Gold Boy, Emerald Girl: Stories (Paperback)
In these spellbinding stories, Yiyun Li, a Hemingway Foundation/PEN Award winner, a MacArthur Fellow, and one of The New Yorker’s top 20 fiction writers under 40, gives us exquisite stories in which politics and folklore magnificently illuminate the human condition. A professor introduces her middle-aged son to a favorite student, unaware of the student’s true affections. A lifelong bachelor finds kinship with a man wrongly accused of an indiscretion. Six women establish a private investigating agency to battle extramarital affairs in Beijing. Written in lyrical prose and with stunning honesty, Gold Boy, Emerald Girl introduces us to worlds strange and familiar, creating a mesmerizing and vibrant landscape of life.
About the Author
Yiyun Li is the author of six works of fiction—Must I Go, Where Reasons End, Kinder Than Solitude, A Thousand Years of Good Prayers, The Vagrants, and Gold Boy, Emerald Girl—and the memoir Dear Friend, from My Life I Write to You in Your Life.
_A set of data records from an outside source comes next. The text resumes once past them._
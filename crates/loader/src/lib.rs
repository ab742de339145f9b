//! confect-loader: configuration trees from JSON and YAML files
//!
//! The engine consumes plain in-memory value trees; this crate supplies
//! them from disk. The format is picked by file extension.

use std::fs;
use std::path::Path;

use serde_json::Value;
use thiserror::Error;

/// Errors raised while loading a tree file.
#[derive(Debug, Error)]
pub enum LoadError {
    #[error("IO error reading {path}: {source}")]
    Io {
        path: String,
        #[source]
        source: std::io::Error,
    },

    #[error("parse error in {path}: {message}")]
    Parse { path: String, message: String },

    #[error("unsupported tree format '{extension}' for {path}")]
    UnsupportedFormat { path: String, extension: String },
}

/// Errors raised by [`run_file`].
#[derive(Debug, Error)]
pub enum RunFileError {
    #[error("load error: {0}")]
    Load(#[from] LoadError),

    #[error("run error: {0}")]
    Run(#[from] confect_core::RunError),
}

/// Load a raw configuration tree from a `.json`, `.yaml`, or `.yml` file.
pub fn load_tree(path: &Path) -> Result<Value, LoadError> {
    let text = fs::read_to_string(path).map_err(|source| LoadError::Io {
        path: path.display().to_string(),
        source,
    })?;

    match path.extension().and_then(|e| e.to_str()) {
        Some("json") => serde_json::from_str(&text).map_err(|e| LoadError::Parse {
            path: path.display().to_string(),
            message: e.to_string(),
        }),
        Some("yaml") | Some("yml") => serde_yaml::from_str(&text).map_err(|e| LoadError::Parse {
            path: path.display().to_string(),
            message: e.to_string(),
        }),
        other => Err(LoadError::UnsupportedFormat {
            path: path.display().to_string(),
            extension: other.unwrap_or("<none>").to_string(),
        }),
    }
}

/// Load a tree file and run it in one call.
///
/// Convenience wrapper for callers whose configuration lives on disk.
pub fn run_file(
    path: &Path,
    options: confect_core::RunOptions,
    registry: &confect_core::Registry,
) -> Result<confect_core::ObjectsStore, RunFileError> {
    let tree = load_tree(path)?;
    Ok(confect_core::run(&tree, options, registry)?)
}

#[cfg(test)]
mod tests {
    use super::*;
    use serde_json::json;
    use std::io::Write;
    use tempfile::NamedTempFile;

    fn temp_file(suffix: &str, content: &str) -> NamedTempFile {
        let mut file = tempfile::Builder::new().suffix(suffix).tempfile().unwrap();
        file.write_all(content.as_bytes()).unwrap();
        file
    }

    #[test]
    fn test_load_json_tree() {
        let file = temp_file(
            ".json",
            r#"{"s": {"c": {"init": {"a": 7}, "priority": 1}}}"#,
        );
        let tree = load_tree(file.path()).unwrap();
        assert_eq!(tree["s"]["c"]["init"], json!({"a": 7}));
    }

    #[test]
    fn test_load_yaml_tree() {
        let file = temp_file(
            ".yaml",
            "s:\n  c:\n    init:\n      a: 7\n    priority: 1\n",
        );
        let tree = load_tree(file.path()).unwrap();
        assert_eq!(tree["s"]["c"]["init"]["a"], json!(7));
        assert_eq!(tree["s"]["c"]["priority"], json!(1));
    }

    #[test]
    fn test_unsupported_extension() {
        let file = temp_file(".toml", "a = 1");
        let result = load_tree(file.path());
        assert!(matches!(result, Err(LoadError::UnsupportedFormat { .. })));
    }

    #[test]
    fn test_malformed_json_is_a_parse_error() {
        let file = temp_file(".json", "{not json");
        let result = load_tree(file.path());
        assert!(matches!(result, Err(LoadError::Parse { .. })));
    }

    #[test]
    fn test_missing_file_is_an_io_error() {
        let result = load_tree(Path::new("/nonexistent/tree.json"));
        assert!(matches!(result, Err(LoadError::Io { .. })));
    }

    #[test]
    fn test_run_file_builds_the_store() {
        let file = temp_file(".json", r#"{"s": {"c": {"init": {"a": 1}}}}"#);

        let options = confect_core::RunOptions {
            default_tree: Some(json!({})),
            ..Default::default()
        };
        let objects =
            run_file(file.path(), options, &confect_core::Registry::default()).unwrap();
        assert_eq!(
            objects.get("s__c").unwrap().as_value(),
            Some(&json!({"a": 1}))
        );
    }
}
She is the recipient of many awards, including a PEN/Hemingway Award, a PEN/Jean Stein Book Award, a MacArthur Foundation fellowship, and a Windham-Campbell Prize, and was featured in The New Yorker’s 20 Under 40 fiction issue. Her work has appeared in The New Yorker, A Public Space, The Best American Short Stories, and The O. Henry Prize Stories, among other publications. She teaches at Princeton University and lives in Princeton, New Jersey.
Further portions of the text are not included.